The return to Mildenham was made by easy stages nearly two months after Summerhay's death, on New Year's day--Mildenham, dark, smelling the same, full of ghosts of the days before love began. For little Gyp, more than five years old now, and beginning to understand life, this was the pleasantest home yet. In watching her becoming the spirit of the place, as she herself had been when a child, Gyp found rest at times, a little rest. She had not picked up much strength, was shadowy as yet, and if her face was taken unawares, it was the saddest face one could see. Her chief preoccupation was not being taken unawares. Alas! To Winton, her smile was even sadder. He was at his wits' end about her that winter and spring. She obviously made the utmost effort to keep up, and there was nothing to do but watch and wait. No use to force the pace. Time alone could heal--perhaps. Meanwhile, he turned to little Gyp, so that they became more or less inseparable.

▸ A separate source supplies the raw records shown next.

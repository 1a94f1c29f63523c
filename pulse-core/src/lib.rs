//! Pulse core library - program health scoring and risk matrices

#![deny(warnings)]

// Global invariants enforced in this crate:
// - Health and matrix computations are pure functions of the supplied entities
// - No global mutable state
// - The reference clock is always an explicit argument below the top-level helpers
// - One scoring formula; no surface recomputes health on its own
// - Identical input yields byte-for-byte identical output

pub mod adoption;
pub mod classify;
pub mod config;
pub mod entity;
pub mod health;
pub mod matrix;
pub mod report;
pub mod snapshot;

pub use classify::{badge_for, progress_color_for, status_for_score, Badge, HealthStatus};
pub use config::ResolvedConfig;
pub use entity::{Adopter, Dependency, Milestone, Risk};
pub use health::{compute_health, compute_health_at, HealthBreakdown, HealthMetrics};
pub use matrix::{build_risk_matrix, cell_tint, CellTint, ImpactBand, ProbabilityBand, RiskMatrix};
pub use report::{render_json, render_matrix_json, render_text, sort_reports, ProgramReport};
pub use snapshot::{load_snapshot, Program, ProgramSnapshot};

use chrono::{DateTime, Utc};

/// Score filter and result limit applied after evaluation
#[derive(Debug, Clone, Copy, Default)]
pub struct EvaluateOptions {
    pub max_score: Option<u8>,
    pub top_n: Option<usize>,
}

/// Evaluate every program in a snapshot with default configuration
pub fn evaluate(
    snapshot: &ProgramSnapshot,
    now: DateTime<Utc>,
    options: EvaluateOptions,
) -> Vec<ProgramReport> {
    evaluate_with_config(snapshot, now, options, None)
}

/// Evaluate programs, applying include/exclude from an optional resolved configuration
pub fn evaluate_with_config(
    snapshot: &ProgramSnapshot,
    now: DateTime<Utc>,
    options: EvaluateOptions,
    resolved_config: Option<&ResolvedConfig>,
) -> Vec<ProgramReport> {
    let reports: Vec<ProgramReport> = snapshot
        .programs
        .iter()
        .filter(|program| match resolved_config {
            Some(config) => config.should_include(&program.id),
            None => true,
        })
        .map(|program| program.evaluate(now))
        .filter(|report| !matches!(options.max_score, Some(max) if report.health.score > max))
        .collect();

    // Sort deterministically
    let sorted_reports = sort_reports(reports);

    if let Some(top_n) = options.top_n {
        sorted_reports.into_iter().take(top_n).collect()
    } else {
        sorted_reports
    }
}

Spring came and passed. Physically, Gyp grew strong again, but since their return to Mildenham, she had never once gone outside the garden, never once spoken of The Red House, never once of Summerhay. Winton had hoped that warmth and sunlight would bring some life to her spirit, but it did not seem to. Not that she cherished her grief, appeared, rather, to do all in her power to forget and mask it. She only had what used to be called a broken heart. Nothing to be done. Little Gyp, who had been told that "Baryn" had gone away for ever, and that she must "never speak of him for fear of making Mum sad," would sometimes stand and watch her mother with puzzled gravity. She once remarked uncannily to Winton:

"Mum doesn't live with us, Grandy; she lives away somewhere, I think. Is it with Baryn?"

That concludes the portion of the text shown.